Wir alle wollen verkabelt sein Ein Impuls zu Seele, Religion – und Handy

Wir haben kein Problem damit, im Alltag von einer guten, edlen oder von einer verletzten, kranken Seele zu sprechen, da seelisches Erleben eine Grunderfahrung unseres Lebens ist. Zwar zeigt uns die wissenschaftliche Erforschung des Gehirns im experimentellen Beobachtungsfeld erstaunliche biochemische und andere messbare Prozesse, ein Ort für so etwas wie die Seele ist allerdings bis heute nicht aufgespürt worden. Für die Phänomene, die mit dem inneren Erleben eines fühlenden, denkenden und handelnden Menschen zusammenhängen und auf Grund derer wir uns als beseelte Wesen verstehen, finden wir kaum zufriedenstellende wissenschaftliche Erklärungen.
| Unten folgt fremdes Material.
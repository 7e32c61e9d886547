//! Product listing, insertion and deletion.

use actix_web::{guard, web, HttpResponse};
use serde::Serialize;

use crate::db::require_db;
use crate::error::AppError;
use crate::errors::ErrorCode;
use crate::extractors::{CurrentIdentity, InventoryId, ValidatedJson};
use crate::logging::security;
use crate::middleware::AuthGate;
use crate::repos::inventory::{self, NewInventoryRecord, FEATURED_LIMIT};
use crate::state::app_state::AppState;

/// GET /products
async fn list_products(app_state: web::Data<AppState>) -> Result<HttpResponse, AppError> {
    let db = require_db(&app_state)?;
    let records = inventory::find_all(db).await?;
    Ok(HttpResponse::Ok().json(records))
}

/// GET /featuredProducts
async fn list_featured(app_state: web::Data<AppState>) -> Result<HttpResponse, AppError> {
    let db = require_db(&app_state)?;
    let records = inventory::find_limited(db, FEATURED_LIMIT).await?;
    Ok(HttpResponse::Ok().json(records))
}

/// GET /products/{email}, behind `AuthGate`.
///
/// The owner check runs before the database is touched.
async fn list_owned_products(
    path: web::Path<String>,
    identity: CurrentIdentity,
    app_state: web::Data<AppState>,
) -> Result<HttpResponse, AppError> {
    let requested = path.into_inner();
    if requested != identity.email() {
        security::owner_mismatch(&requested, identity.email());
        return Err(AppError::forbidden_owner_mismatch());
    }

    let db = require_db(&app_state)?;
    let records = inventory::find_by_owner(db, &requested).await?;
    Ok(HttpResponse::Ok().json(records))
}

/// DELETE /products/{id}
async fn delete_product(
    id: InventoryId,
    app_state: web::Data<AppState>,
) -> Result<HttpResponse, AppError> {
    let db = require_db(&app_state)?;

    match inventory::delete_by_id(db, id.0).await? {
        0 => Err(AppError::not_found(ErrorCode::InventoryNotFound, "delete failed")),
        _ => Ok(HttpResponse::Ok()
            .content_type("text/plain; charset=utf-8")
            .body("delete success")),
    }
}

#[derive(Debug, Serialize)]
#[serde(rename_all = "camelCase")]
struct InsertResponse {
    inserted_id: i32,
}

/// POST /inventories/add
async fn add_inventory(
    body: ValidatedJson<NewInventoryRecord>,
    app_state: web::Data<AppState>,
) -> Result<HttpResponse, AppError> {
    let db = require_db(&app_state)?;
    let inserted_id = inventory::insert(db, body.into_inner()).await?;
    Ok(HttpResponse::Ok().json(InsertResponse { inserted_id }))
}

pub fn configure_routes(cfg: &mut web::ServiceConfig) {
    cfg.route("/products", web::get().to(list_products))
        .route("/featuredProducts", web::get().to(list_featured))
        .route("/inventories/add", web::post().to(add_inventory))
        // Same path shape, told apart by method; only the GET is gated.
        .service(
            web::resource("/products/{email}")
                .guard(guard::Get())
                .wrap(AuthGate)
                .route(web::get().to(list_owned_products)),
        )
        .service(web::resource("/products/{id}").route(web::delete().to(delete_product)));
}
//! Domain-level error type used by repositories and adapters.
//!
//! HTTP- and DB-agnostic. Handlers return `Result<T, crate::error::AppError>`
//! and convert through `From<DomainError> for AppError`.

use std::error::Error;
use std::fmt::{Display, Formatter, Result as FmtResult};

/// Operational failure kinds
#[derive(Debug, Clone, PartialEq, Eq)]
#[non_exhaustive]
pub enum InfraErrorKind {
    Timeout,
    DbUnavailable,
    DataCorruption,
    Other(String),
}

/// Missing resources in domain terms
#[derive(Debug, Clone, PartialEq, Eq)]
#[non_exhaustive]
pub enum NotFoundKind {
    Inventory,
    Other(String),
}

#[derive(Debug, Clone, PartialEq)]
pub enum DomainError {
    /// Input validation or business rule violation
    Validation(String),
    /// Missing resource
    NotFound(NotFoundKind, String),
    /// Infrastructure/operational failures
    Infra(InfraErrorKind, String),
}

impl Display for DomainError {
    fn fmt(&self, f: &mut Formatter<'_>) -> FmtResult {
        match self {
            DomainError::Validation(d) => write!(f, "validation error: {d}"),
            DomainError::NotFound(kind, d) => write!(f, "not found {kind:?}: {d}"),
            DomainError::Infra(kind, d) => write!(f, "infra {kind:?}: {d}"),
        }
    }
}

impl Error for DomainError {}

impl DomainError {
    pub fn validation(detail: impl Into<String>) -> Self {
        Self::Validation(detail.into())
    }
    pub fn not_found(kind: NotFoundKind, detail: impl Into<String>) -> Self {
        Self::NotFound(kind, detail.into())
    }
    pub fn infra(kind: InfraErrorKind, detail: impl Into<String>) -> Self {
        Self::Infra(kind, detail.into())
    }
}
Doch wir werden vom Leben selbst zur Erkenntnis gezwungen, dass das, was sich in unserem Inneren beständig abspielt, größer ist als alles, was uns unsere rationale Vorstellungs- und Begriffswelt vorgaukelt. Dieses innere Geschehen bewegt sich in einem schier unendlichen seelischen Raum, überwindet Grenzen von Raum und Zeit und letztlich auch von Sprache. Worte reichen nicht aus, um den Reichtum unserer Empfindungen einigermaßen auszudrücken.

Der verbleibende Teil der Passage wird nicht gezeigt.